Mój pierwszy, debiutancki 🙂 wpis się przerwał nie wiem w jaki sposób. Powstało kilka „nowych wersji” – też nie wiem jak, coś zniknęło, coś uciekło ale część uratowałam i da się przeczytać. Cóż, wszyscy już wiedzą, że podróż na dwa tysiące mil zaczyna się od pierwszego kroku a wpatrując się w schody nie można się znaleźć na górze, trzeba się wdrapać. Nie ma innej możliwości, no więc wdrapuję się dalej 🙂
Zastanowiłam się przez chwilę nad pytaniem: czego nie lubię? Otóż z pewnością nie lubię wiecznego narzekania, jęczenia, stękania, szukania dziury w całym, kłamstwa, oszustwa, krętactwa, chamstwa… a góralską muzykę lubię:) I kocham góry a najbardziej Pieniny i Szczawnicę, za którą ogromnie tęsknię. Od chwili pierwszego urlopu tam spędzonego przed laty jest moim ukochanym miejscem na ziemi.
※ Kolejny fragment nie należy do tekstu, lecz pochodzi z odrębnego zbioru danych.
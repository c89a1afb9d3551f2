pub mod frame_buffer;

pub use frame_buffer::{BoundedFrameBuffer, BufferStats};
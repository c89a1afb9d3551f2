//! Bounded drop-oldest frame buffer

use std::collections::VecDeque;
use std::sync::atomic::{AtomicU64, Ordering};
use std::sync::{Mutex, MutexGuard, PoisonError};

use crossbeam::utils::CachePadded;

use crate::Frame;

/// Fixed-capacity frame buffer shared between a producer and one consumer.
///
/// `put` never fails: when the buffer is full the oldest frame is evicted.
/// `take` hands out the most recently inserted frame, so a consumer that
/// falls behind always sees the freshest picture rather than a backlog.
pub struct BoundedFrameBuffer {
    frames: Mutex<VecDeque<Frame>>,
    capacity: usize,

    /// Statistics
    stats: CachePadded<Stats>,
}

#[derive(Default)]
struct Stats {
    frames_written: AtomicU64,
    frames_taken: AtomicU64,
    frames_evicted: AtomicU64,
}

/// Snapshot of buffer counters.
#[derive(Debug, Clone, Copy, Default, PartialEq, Eq)]
pub struct BufferStats {
    pub written: u64,
    pub taken: u64,
    pub evicted: u64,
}

impl BoundedFrameBuffer {
    /// Create a buffer holding at most `capacity` frames (at least one).
    pub fn new(capacity: usize) -> Self {
        let capacity = capacity.max(1);
        Self {
            frames: Mutex::new(VecDeque::with_capacity(capacity)),
            capacity,
            stats: CachePadded::new(Stats::default()),
        }
    }

    // A panic while holding the lock cannot leave the deque half-updated,
    // so a poisoned lock is still safe to use.
    fn lock(&self) -> MutexGuard<'_, VecDeque<Frame>> {
        self.frames.lock().unwrap_or_else(PoisonError::into_inner)
    }

    /// Producer: insert `frame` as the newest element, evicting the oldest
    /// one first if the buffer is full.
    pub fn put(&self, frame: Frame) {
        let evicted = {
            let mut frames = self.lock();
            let evicted = if frames.len() >= self.capacity {
                frames.pop_front()
            } else {
                None
            };
            frames.push_back(frame);
            evicted
        };

        self.stats.frames_written.fetch_add(1, Ordering::Relaxed);
        metrics::counter!("okcapture.frames.written").increment(1);
        if evicted.is_some() {
            self.stats.frames_evicted.fetch_add(1, Ordering::Relaxed);
            metrics::counter!("okcapture.frames.evicted").increment(1);
        }
    }

    /// Consumer: remove and return the newest frame, or `None` when empty.
    pub fn take(&self) -> Option<Frame> {
        let frame = self.lock().pop_back();
        if frame.is_some() {
            self.stats.frames_taken.fetch_add(1, Ordering::Relaxed);
            metrics::counter!("okcapture.frames.taken").increment(1);
        }
        frame
    }

    /// Discard every buffered frame.
    pub fn clear(&self) {
        let stale = std::mem::take(&mut *self.lock());
        drop(stale);
    }

    pub fn len(&self) -> usize {
        self.lock().len()
    }

    pub fn is_empty(&self) -> bool {
        self.lock().is_empty()
    }

    pub fn capacity(&self) -> usize {
        self.capacity
    }

    pub fn stats(&self) -> BufferStats {
        BufferStats {
            written: self.stats.frames_written.load(Ordering::Relaxed),
            taken: self.stats.frames_taken.load(Ordering::Relaxed),
            evicted: self.stats.frames_evicted.load(Ordering::Relaxed),
        }
    }
}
Co jeszcze tak na wstępie? Że nie wiem jaki kierunek przybierze, jak będzie wyglądać, w którą stronę podąży ten dziś powołany do życia TWÓR, czyli mój blog. Wiem tylko, ze jeśli ktoś szuka ujścia dla złości, agresji, nienawiści to z całą pewnością nie ma tu czego szukać.